Comecei a ler sobre o músico na imprensa. E, obviamente,
mudei de ideia. Alerto que este texto não é sobre o Chorão; ao menos,
diretamente. É sobre o que se faz com a imagem dele e, principalmente, como se
tortura psicologicamente familiares e amigos com doses cavalares de
especulação, mais algumas miligramas de irresponsabilidade.

Em
termos criminais, o cantor é vítima. E deveria ser tratado como tal. Com que
direito peritos divulgam fotos do apartamento e do corpo? Ninguém se preocupou
em questionar o procedimento, que rasga os manuais técnicos da polícia. Os
peritos quiseram fazer média com a imprensa? Ou apimentar, de forma
irresponsável, a sede de sangue?

Chorão
era uma figura pública e também deveria ser tratado como tal. Parece
ingenuidade em tempos nos quais a fronteira entre público e privado se esvaiu,
mas não podemos encarar a exposição de situações-limite como natural. Até
porque envolve um processo artificial de construir e legitimar personagens.
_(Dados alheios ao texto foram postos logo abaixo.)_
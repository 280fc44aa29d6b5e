// Copyright 2025 Johann Kempter
//
// Licensed under the Apache License, Version 2.0 (the "License");
// you may not use this file except in compliance with the License.
// You may obtain a copy of the License at
//
//     http://www.apache.org/licenses/LICENSE-2.0
//
// Unless required by applicable law or agreed to in writing, software
// distributed under the License is distributed on an "AS IS" BASIS,
// WITHOUT WARRANTIES OR CONDITIONS OF ANY KIND, either express or implied.
// See the License for the specific language governing permissions and
// limitations under the License.
//
// SPDX-License-Identifier: Apache-2.0

//! CIL instruction encoding.
//!
//! [`InstructionEncoder`] turns mnemonics and operands into bytecode. Branches refer
//! to string labels and are patched when the encoder is finalized; the encoder tracks
//! the evaluation stack depth to compute `max_stack`, and records structured
//! exception blocks as offset-based clauses.
//!
//! # Exception blocks
//!
//! Blocks follow the begin/end protocol of a dynamic method generator:
//!
//! ```text
//! begin_exception_block      try {
//!   ...                          ...
//!   leave end                    leave end
//! begin_catch_block(T)       } catch (T) {
//!   ...                          ...
//!   leave end                    leave end
//! begin_finally_block        } finally {
//!   endfinally                   endfinally
//! end_exception_block        }
//! ```
//!
//! The encoder only records offsets; `leave`, `endfinally` and `endfilter` are emitted
//! by the caller. Several handlers on one block share the guarded range. Clauses are
//! produced in the order blocks close, so nested (inner) blocks come first as the
//! clause table requires.
//!
//! # Usage Examples
//!
//! ```rust
//! use dotshim::assembly::InstructionEncoder;
//!
//! let mut encoder = InstructionEncoder::new();
//! encoder.emit_instruction("ldarg.0", None)?;
//! encoder.emit_branch("brtrue.s", "done")?;
//! encoder.emit_instruction("ldc.i4.1", None)?;
//! encoder.emit_instruction("pop", None)?;
//! encoder.define_label("done")?;
//! encoder.emit_instruction("ret", None)?;
//!
//! let (bytecode, max_stack, _labels, clauses) = encoder.finalize()?;
//! assert_eq!(bytecode, vec![0x02, 0x2D, 0x02, 0x17, 0x26, 0x2A]);
//! assert_eq!(max_stack, 1);
//! assert!(clauses.is_empty());
//! # Ok::<(), dotshim::Error>(())
//! ```

use std::{
    collections::{HashMap, HashSet},
    sync::OnceLock,
};

use crate::{
    assembly::{
        instruction::{FlowType, Immediate, Instruction, Operand, OperandType},
        instructions::{CilInstruction, INSTRUCTIONS, INSTRUCTIONS_FE},
    },
    metadata::{
        method::{ExceptionHandler, ExceptionHandlerFlags},
        token::Token,
    },
    Error, Result,
};

/// Mnemonic to (opcode, prefix, table entry)
static MNEMONIC_TO_OPCODE: OnceLock<
    HashMap<&'static str, (u8, u8, &'static CilInstruction<'static>)>,
> = OnceLock::new();

fn get_mnemonic_lookup(
) -> &'static HashMap<&'static str, (u8, u8, &'static CilInstruction<'static>)> {
    MNEMONIC_TO_OPCODE.get_or_init(|| {
        let mut map = HashMap::new();

        for (opcode, instr) in (0u8..).zip(INSTRUCTIONS.iter()) {
            if !instr.is_reserved() {
                map.insert(instr.instr, (opcode, 0, instr));
            }
        }

        for (opcode, instr) in (0u8..).zip(INSTRUCTIONS_FE.iter()) {
            if !instr.is_reserved() {
                map.insert(instr.instr, (opcode, 0xFE, instr));
            }
        }

        map
    })
}

/// Looks up the table entry of a mnemonic.
///
/// # Errors
/// Returns [`Error::InvalidMnemonic`] if the mnemonic does not exist.
pub fn lookup_mnemonic(mnemonic: &str) -> Result<&'static CilInstruction<'static>> {
    get_mnemonic_lookup()
        .get(mnemonic)
        .map(|(_, _, instr)| *instr)
        .ok_or_else(|| Error::InvalidMnemonic(mnemonic.to_string()))
}

/// A branch whose displacement is patched at finalization.
#[derive(Debug, Clone)]
pub struct LabelFixup {
    /// Target label
    pub label: String,
    /// Position of the displacement bytes
    pub fixup_position: usize,
    /// Size of the displacement: 1 or 4 bytes
    pub offset_size: u8,
    /// Position of the instruction's first byte
    pub instruction_position: usize,
    /// Short form this long branch may be shrunk to
    pub short_form_mnemonic: Option<&'static str>,
}

/// A switch table patched at finalization.
#[derive(Debug, Clone)]
pub struct SwitchFixup {
    /// Target labels in case order
    pub labels: Vec<String>,
    /// Position of the first displacement
    pub fixup_position: usize,
    /// End of the switch instruction, the base of all displacements
    pub instruction_end_position: usize,
}

/// A clause whose handler is being emitted.
#[derive(Debug, Clone)]
struct PendingClause {
    flags: ExceptionHandlerFlags,
    class: Option<Token>,
    filter_start: usize,
    handler_start: Option<usize>,
}

/// An exception block between `begin_exception_block` and `end_exception_block`.
#[derive(Debug, Clone)]
struct OpenBlock {
    try_start: usize,
    try_end: Option<usize>,
    current: Option<PendingClause>,
}

/// A finished clause, in byte positions so branch shrinking can move it.
#[derive(Debug, Clone)]
struct ClauseMarks {
    flags: ExceptionHandlerFlags,
    class: Option<Token>,
    try_start: usize,
    try_end: usize,
    handler_start: usize,
    handler_end: usize,
    filter_start: usize,
}

/// Encodes CIL instructions into bytecode.
pub struct InstructionEncoder {
    bytecode: Vec<u8>,
    labels: HashMap<String, u32>,
    fixups: Vec<LabelFixup>,
    switch_fixups: Vec<SwitchFixup>,
    current_stack_depth: i16,
    max_stack_depth: u16,
    label_stack_depths: HashMap<String, i16>,
    unreachable: bool,
    optimize_branches: bool,
    open_blocks: Vec<OpenBlock>,
    clauses: Vec<ClauseMarks>,
}

fn get_short_form_mnemonic(mnemonic: &str) -> Option<&'static str> {
    match mnemonic {
        "br" => Some("br.s"),
        "brfalse" => Some("brfalse.s"),
        "brtrue" => Some("brtrue.s"),
        "beq" => Some("beq.s"),
        "bne.un" => Some("bne.un.s"),
        "bge" => Some("bge.s"),
        "bge.un" => Some("bge.un.s"),
        "bgt" => Some("bgt.s"),
        "bgt.un" => Some("bgt.un.s"),
        "ble" => Some("ble.s"),
        "ble.un" => Some("ble.un.s"),
        "blt" => Some("blt.s"),
        "blt.un" => Some("blt.un.s"),
        "leave" => Some("leave.s"),
        _ => None,
    }
}

/// The 32-bit displacement form of a branch mnemonic; long forms map to themselves.
#[must_use]
pub fn long_form_mnemonic(mnemonic: &str) -> Option<&'static str> {
    match mnemonic {
        "br.s" | "br" => Some("br"),
        "brfalse.s" | "brfalse" => Some("brfalse"),
        "brtrue.s" | "brtrue" => Some("brtrue"),
        "beq.s" | "beq" => Some("beq"),
        "bne.un.s" | "bne.un" => Some("bne.un"),
        "bge.s" | "bge" => Some("bge"),
        "bge.un.s" | "bge.un" => Some("bge.un"),
        "bgt.s" | "bgt" => Some("bgt"),
        "bgt.un.s" | "bgt.un" => Some("bgt.un"),
        "ble.s" | "ble" => Some("ble"),
        "ble.un.s" | "ble.un" => Some("ble.un"),
        "blt.s" | "blt" => Some("blt"),
        "blt.un.s" | "blt.un" => Some("blt.un"),
        "leave.s" | "leave" => Some("leave"),
        _ => None,
    }
}
#[cfg(test)]
mod tests {
    use super::*;
    use crate::{
        isolation::config::IsolationConfig,
        metadata::{
            builders::{FieldDefBuilder, MethodBodyBuilder, MethodDefBuilder, TypeDefBuilder},
            method::encode_method_body,
            Module,
        },
    };

    fn hello(module: &Module) -> Result<MethodDefRc> {
        let program = TypeDefBuilder::new("Demo", "Program").build(module)?;
        let greeting = module.add_user_string("hello");
        let write_line = module.corlib().console_write_line_string;
        let main = MethodDefBuilder::new("Main")
            .static_method()
            .body(MethodBodyBuilder::new().implementation(move |asm| {
                asm.ldstr(greeting)?.call(write_line)?.ret()?;
                Ok(())
            }))
            .build(module, program)?;
        module.method(main)
    }

    #[test]
    fn call_sites_become_stub_calls() -> Result<()> {
        let module = Module::new();
        let main = hello(&module)?;
        let context = RunContext::new(Vec::new(), IsolationConfig::strict());

        let rewritten = rewrite(&context, &module, &main, false)?;
        assert_eq!(rewritten.name(), "dynamic_Program_Main");
        assert!(rewritten.params().is_empty());

        let call = &rewritten.decoded().instructions[1];
        assert_eq!(call.mnemonic, "call");
        let token = call.token().unwrap();
        assert!(token.is_dynamic());
        assert_eq!(
            rewritten.scope().describe(token, &module),
            "stub_call_Console_WriteLine"
        );
        assert_eq!(context.cache().stub_count(), 1);
        Ok(())
    }

    #[test]
    fn forwarded_call_sites_are_kept() -> Result<()> {
        let module = Module::new();
        let main = hello(&module)?;
        let context = RunContext::new(Vec::new(), IsolationConfig::default());

        let rewritten = rewrite(&context, &module, &main, false)?;
        let call = &rewritten.decoded().instructions[1];
        assert_eq!(call.token(), Some(module.corlib().console_write_line_string));
        assert!(rewritten.scope().is_empty());
        Ok(())
    }

    #[test]
    fn short_branches_are_promoted() -> Result<()> {
        let module = Module::new();
        let program = TypeDefBuilder::new("Demo", "Program").build(&module)?;
        let sign = MethodDefBuilder::new("Sign")
            .static_method()
            .param(TypeSig::I4)
            .returns(TypeSig::I4)
            .body(MethodBodyBuilder::new().implementation(|asm| {
                asm.ldarg_0()?
                    .brtrue_s("nonzero")?
                    .ldc_i4_0()?
                    .ret()?
                    .label("nonzero")?
                    .ldc_i4_1()?
                    .ret()?;
                Ok(())
            }))
            .build(&module, program)?;
        let sign = module.method(sign)?;
        let context = RunContext::new(Vec::new(), IsolationConfig::default());

        let rewritten = rewrite(&context, &module, &sign, false)?;
        let mnemonics: Vec<_> = rewritten
            .decoded()
            .instructions
            .iter()
            .map(|instruction| instruction.mnemonic)
            .collect();
        assert_eq!(mnemonics, ["ldarg.0", "brtrue", "ldc.i4.0", "ret", "ldc.i4.1", "ret"]);
        assert_eq!(rewritten.decoded().instructions[1].branch_targets, vec![8]);
        Ok(())
    }

    #[test]
    fn unsupported_instructions_abort() -> Result<()> {
        let module = Module::new();
        let program = TypeDefBuilder::new("Demo", "Program").build(&module)?;
        let varargs = MethodDefBuilder::new("VarArgs")
            .static_method()
            .build(&module, program)?;
        // arglist; pop; ret
        module.set_body(varargs, encode_method_body(&[0xFE, 0x00, 0x26, 0x2A], 8, 0, false, &[])?)?;
        let varargs = module.method(varargs)?;
        let context = RunContext::new(Vec::new(), IsolationConfig::default());

        assert!(matches!(
            rewrite(&context, &module, &varargs, false),
            Err(Error::UnsupportedInstruction { offset: 0, .. })
        ));
        Ok(())
    }

    #[test]
    fn bodiless_methods_are_unreadable() {
        let module = Module::new();
        let write_line = module.method(module.corlib().console_write_line_string).unwrap();
        let context = RunContext::new(Vec::new(), IsolationConfig::default());
        assert!(matches!(
            rewrite(&context, &module, &write_line, false),
            Err(Error::UnreadableMethodBody(_))
        ));
    }

    #[test]
    fn value_type_receivers() -> Result<()> {
        let module = Module::new();
        let point = TypeDefBuilder::new("Demo", "Point").value_type().build(&module)?;
        let x = FieldDefBuilder::new("X", TypeSig::I4).build(&module, point)?;
        let get_x = MethodDefBuilder::new("GetX")
            .returns(TypeSig::I4)
            .body(MethodBodyBuilder::new().implementation(move |asm| {
                asm.ldarg_0()?.ldfld(x)?.ret()?;
                Ok(())
            }))
            .build(&module, point)?;
        let get_x = module.method(get_x)?;
        let context = RunContext::new(Vec::new(), IsolationConfig::default());

        let direct = rewrite(&context, &module, &get_x, false)?;
        assert_eq!(direct.params(), [TypeSig::ValueType(point).by_ref()]);

        let through_interface = rewrite(&context, &module, &get_x, true)?;
        assert_eq!(through_interface.params(), [TypeSig::Object]);
        let mnemonics: Vec<_> = through_interface
            .decoded()
            .instructions
            .iter()
            .map(|instruction| instruction.mnemonic)
            .collect();
        assert_eq!(mnemonics, ["ldarg.0", "unbox", "ldfld", "ret"]);
        Ok(())
    }

    #[test]
    fn argument_layout() {
        let module = Module::new();
        let concat = module.method(module.corlib().string_concat).unwrap();
        let layout = ArgumentLayout::new(&concat).unwrap();
        assert_eq!(layout.count(), 2);
        assert_eq!(layout.map(1).unwrap(), 1);
        assert!(layout.map(2).is_err());

        let upper = module.method(module.corlib().string_to_upper).unwrap();
        assert_eq!(ArgumentLayout::new(&upper).unwrap().map(0).unwrap(), 0);
    }
}
// Copyright 2025 Johann Kempter
//
// Licensed under the Apache License, Version 2.0 (the "License");
// you may not use this file except in compliance with the License.
// You may obtain a copy of the License at
//
//     http://www.apache.org/licenses/LICENSE-2.0
//
// Unless required by applicable law or agreed to in writing, software
// distributed under the License is distributed on an "AS IS" BASIS,
// WITHOUT WARRANTIES OR CONDITIONS OF ANY KIND, either express or implied.
// See the License for the specific language governing permissions and
// limitations under the License.
//
// SPDX-License-Identifier: Apache-2.0

//! CIL instruction decoding.
//!
//! - [`decode_instruction`] - decodes one instruction at the parser position
//! - [`decode_stream`] - decodes a whole code buffer linearly
//! - [`decode_method`] - decodes a method's body into a [`DecodedMethod`], with its
//!   locals and exception clauses
//!
//! # Usage Examples
//!
//! ```rust
//! use dotshim::{assembly::{decode_instruction, decode_stream}, Parser};
//!
//! let code = [0x72, 0x01, 0x00, 0x00, 0x70]; // ldstr 0x70000001
//! let mut parser = Parser::new(&code);
//! let instruction = decode_instruction(&mut parser)?;
//! assert_eq!(instruction.mnemonic, "ldstr");
//!
//! let instructions = decode_stream(&[0x00, 0x2A])?; // nop, ret
//! assert_eq!(instructions.len(), 2);
//! assert_eq!(instructions[1].offset, 1);
//! # Ok::<(), dotshim::Error>(())
//! ```

use crate::{
    assembly::{
        instruction::{FlowType, Immediate, Instruction, Operand, OperandType, StackBehavior},
        instructions::{INSTRUCTIONS, INSTRUCTIONS_FE},
        opcodes::FE_PREFIX,
    },
    file::parser::Parser,
    metadata::{
        method::{ExceptionHandler, ExceptionRegionKind, LocalVariable, MethodBody, MethodDef},
        symbols::SymbolTable,
    },
    Error, Result,
};

/// A method body decoded into instructions.
#[derive(Debug, Clone)]
pub struct DecodedMethod {
    /// Instructions in offset order
    pub instructions: Vec<Instruction>,
    /// Local variable slots
    pub locals: Vec<LocalVariable>,
    /// Exception clauses in table order (inner clauses first)
    pub exception_regions: Vec<ExceptionHandler>,
    /// Declared maximum stack depth
    pub max_stack: usize,
    /// Whether locals are zero-initialized
    pub init_locals: bool,
    /// Size of the code in bytes
    pub code_size: u64,
}

impl DecodedMethod {
    /// Decodes `code` and checks that every branch target and clause boundary falls on
    /// an instruction boundary.
    ///
    /// # Errors
    /// Returns [`Error::Malformed`] for misaligned targets, and any error of
    /// [`decode_stream`].
    pub fn new(
        code: &[u8],
        locals: Vec<LocalVariable>,
        exception_regions: Vec<ExceptionHandler>,
        max_stack: usize,
        init_locals: bool,
    ) -> Result<Self> {
        let decoded = DecodedMethod {
            instructions: decode_stream(code)?,
            locals,
            exception_regions,
            max_stack,
            init_locals,
            code_size: code.len() as u64,
        };
        decoded.validate()?;
        Ok(decoded)
    }

    /// Index of the instruction starting at `offset`.
    #[must_use]
    pub fn position(&self, offset: u64) -> Option<usize> {
        self.instructions
            .binary_search_by_key(&offset, |instruction| instruction.offset)
            .ok()
    }

    /// The instruction starting at `offset`.
    #[must_use]
    pub fn instruction_at(&self, offset: u64) -> Option<&Instruction> {
        self.position(offset).map(|index| &self.instructions[index])
    }

    fn is_boundary(&self, offset: u64) -> bool {
        offset == self.code_size || self.position(offset).is_some()
    }

    fn validate(&self) -> Result<()> {
        for instruction in &self.instructions {
            for target in &instruction.branch_targets {
                if self.position(*target).is_none() {
                    return Err(malformed_error!(
                        "Branch at IL_{:04X} targets IL_{:04X}, which is not an instruction",
                        instruction.offset,
                        target
                    ));
                }
            }
        }

        for clause in &self.exception_regions {
            let mut bounds = vec![
                clause.try_offset,
                clause.try_end(),
                clause.handler_offset,
                clause.handler_end(),
            ];
            if clause.kind() == ExceptionRegionKind::Filter {
                bounds.push(clause.filter_offset);
            }
            if let Some(bad) = bounds
                .into_iter()
                .find(|bound| !self.is_boundary(u64::from(*bound)))
            {
                return Err(malformed_error!(
                    "Exception clause boundary IL_{:04X} is not an instruction boundary",
                    bad
                ));
            }
        }

        Ok(())
    }
}

/// Decodes the body of `method`.
///
/// # Errors
/// Returns [`Error::UnreadableMethodBody`] if the method is abstract, implemented by
/// the runtime, a P/Invoke, or simply has no CIL bytes. Damaged bodies report
/// [`Error::Malformed`] or [`Error::OutOfBounds`]; unknown opcodes report
/// [`Error::UnsupportedInstruction`].
pub fn decode_method(symbols: &dyn SymbolTable, method: &MethodDef) -> Result<DecodedMethod> {
    let data = match method.body_bytes() {
        Some(data) if !method.is_abstract() && !method.is_internal_call() && !method.is_pinvoke() => {
            data
        }
        _ => return Err(Error::UnreadableMethodBody(method.token)),
    };

    let body = MethodBody::from(data)?;
    let code = body.code(data)?;
    let mut locals = symbols.locals(body.local_signature())?;
    if method.is_instantiation() {
        for local in &mut locals {
            local.signature = local.signature.substitute(&method.generic_args);
        }
    }

    DecodedMethod::new(
        code,
        locals,
        body.exception_handlers,
        body.max_stack,
        body.is_init_local,
    )
}

/// Decodes a code buffer into instructions, linearly from offset 0.
///
/// # Errors
/// Returns [`Error::OutOfBounds`] for a truncated final instruction and
/// [`Error::UnsupportedInstruction`] for unknown or reserved opcodes.
pub fn decode_stream(code: &[u8]) -> Result<Vec<Instruction>> {
    let mut parser = Parser::new(code);
    let mut instructions = Vec::new();

    while parser.has_more_data() {
        instructions.push(decode_instruction(&mut parser)?);
    }

    Ok(instructions)
}

/// Decodes a single instruction at the current parser position.
///
/// The instruction offset is the parser position; branch targets are absolute offsets
/// computed from the end of the instruction plus the sign-extended displacement.
///
/// # Errors
/// Returns [`Error::OutOfBounds`] if the operand is truncated and
/// [`Error::UnsupportedInstruction`] for unknown or reserved opcodes.
pub fn decode_instruction(parser: &mut Parser) -> Result<Instruction> {
    let offset = parser.pos() as u64;
    let first_byte = parser.read_le::<u8>()?;

    let (cil_instruction, prefix, opcode) = if first_byte == FE_PREFIX {
        let second_byte = parser.read_le::<u8>()?;
        match INSTRUCTIONS_FE.get(second_byte as usize) {
            Some(instr) => (instr, FE_PREFIX, second_byte),
            None => {
                return Err(unsupported_instruction!(
                    offset,
                    "unknown opcode FE {:02X}",
                    second_byte
                ))
            }
        }
    } else {
        match INSTRUCTIONS.get(first_byte as usize) {
            Some(instr) => (instr, 0, first_byte),
            None => {
                return Err(unsupported_instruction!(
                    offset,
                    "unknown opcode {:02X}",
                    first_byte
                ))
            }
        }
    };

    if cil_instruction.is_reserved() {
        return Err(unsupported_instruction!(
            offset,
            "reserved opcode {:02X}{:02X}",
            prefix,
            opcode
        ));
    }

    let operand = match cil_instruction.op_type {
        OperandType::None => Operand::None,
        OperandType::Int8 => Operand::Immediate(Immediate::Int8(parser.read_le::<i8>()?)),
        OperandType::UInt8 => Operand::Immediate(Immediate::UInt8(parser.read_le::<u8>()?)),
        OperandType::Int16 => Operand::Immediate(Immediate::Int16(parser.read_le::<i16>()?)),
        OperandType::UInt16 => Operand::Immediate(Immediate::UInt16(parser.read_le::<u16>()?)),
        OperandType::Int32 => Operand::Immediate(Immediate::Int32(parser.read_le::<i32>()?)),
        OperandType::UInt32 => Operand::Immediate(Immediate::UInt32(parser.read_le::<u32>()?)),
        OperandType::Int64 => Operand::Immediate(Immediate::Int64(parser.read_le::<i64>()?)),
        OperandType::UInt64 => Operand::Immediate(Immediate::UInt64(parser.read_le::<u64>()?)),
        OperandType::Float32 => Operand::Immediate(Immediate::Float32(parser.read_le::<f32>()?)),
        OperandType::Float64 => Operand::Immediate(Immediate::Float64(parser.read_le::<f64>()?)),
        OperandType::Token => Operand::Token(parser.read_le::<u32>()?.into()),
        OperandType::Switch => {
            let case_count = parser.read_le::<u32>()? as usize;
            if case_count.saturating_mul(4) > parser.remaining() {
                return Err(out_of_bounds_error!());
            }

            let mut targets = Vec::with_capacity(case_count);
            for _ in 0..case_count {
                targets.push(parser.read_le::<i32>()?);
            }
            Operand::Switch(targets)
        }
    };
    let size = parser.pos() as u64 - offset;

    let mut instruction = Instruction {
        offset,
        size,
        opcode,
        prefix,
        mnemonic: cil_instruction.instr,
        category: cil_instruction.category,
        flow_type: cil_instruction.flow,
        stack_behavior: StackBehavior {
            pops: cil_instruction.stack_pops,
            pushes: cil_instruction.stack_pushes,
            // Stack effects are tiny; the subtraction may legitimately be negative
            #[allow(clippy::cast_possible_wrap)]
            net_effect: cil_instruction.stack_pushes as i8 - cil_instruction.stack_pops as i8,
        },
        branch_targets: Vec::new(),
        operand,
    };

    let next = instruction.next_offset();
    match instruction.flow_type {
        FlowType::ConditionalBranch | FlowType::UnconditionalBranch | FlowType::Leave => {
            if let Operand::Immediate(value) = instruction.operand {
                let displacement = <Immediate as Into<u64>>::into(value);
                instruction
                    .branch_targets
                    .push(next.wrapping_add(displacement));
            }
        }
        FlowType::Switch => {
            if let Operand::Switch(targets) = &instruction.operand {
                for &target in targets {
                    #[allow(clippy::cast_sign_loss)]
                    let displacement = i64::from(target) as u64;
                    instruction
                        .branch_targets
                        .push(next.wrapping_add(displacement));
                }
            }
        }
        _ => {}
    }

    Ok(instruction)
}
Criamos uma espécie de código perverso, no qual as
figuras famosas perdem seus direitos de privacidade assim que ser tornam
conhecidas. Exercitamos nossa morbidez em construir teses sobre a vida alheia,
de modo que também nos reconfortamos em preservar nossos mundos ordinários.
Podemos expor nossas vidas em fotos e declarações irrelevantes nas redes
sociais, desde que as reações sejam compatíveis com o universo de sonhos.

Nessa ciranda movida à hipocrisia, ficamos indignados
quando sofremos críticas ou quando nos tornamos alvos das línguas soltas que
acreditamos ter amarrado com nossas fantasias de pertencimento e
reconhecimento.

Transformamos a vida alheia a partir de contornos de
dramaturgia de banca de jornal. As causas biológicas da morte de Chorão ficaram
presas no pé da última página. O sofrimento de um sujeito que dava sinais
sólidos de dependência química se tornou nota de rodapé. Para muitos, só
reforçou ideias pré-concebidas que se sustentam em intolerância e moralismo.

O
que prevalece é a eleição instantânea de heróis e vilões. O músico foi
santificado. Não cabe a mim discutir o valor da obra dele. Mas me soa apressado
colocá-lo em um falso panteão onde residiriam Cazuza e Renato Russo, como fez
um apresentador de TV. Qual o critério de escolha? Ter também uma banda de rock
e morrer cedo?
 

A lógica esquizofrênica desta mídia afobada por audiência
inclui elevar à vilania – sem assumir que o fez – a ex-mulher do cantor.
Graziela Gonçalves, em questão de horas, entrou em metamorfose e saiu como a
megera que provocou uma depressão em Chorão quando se separou dele.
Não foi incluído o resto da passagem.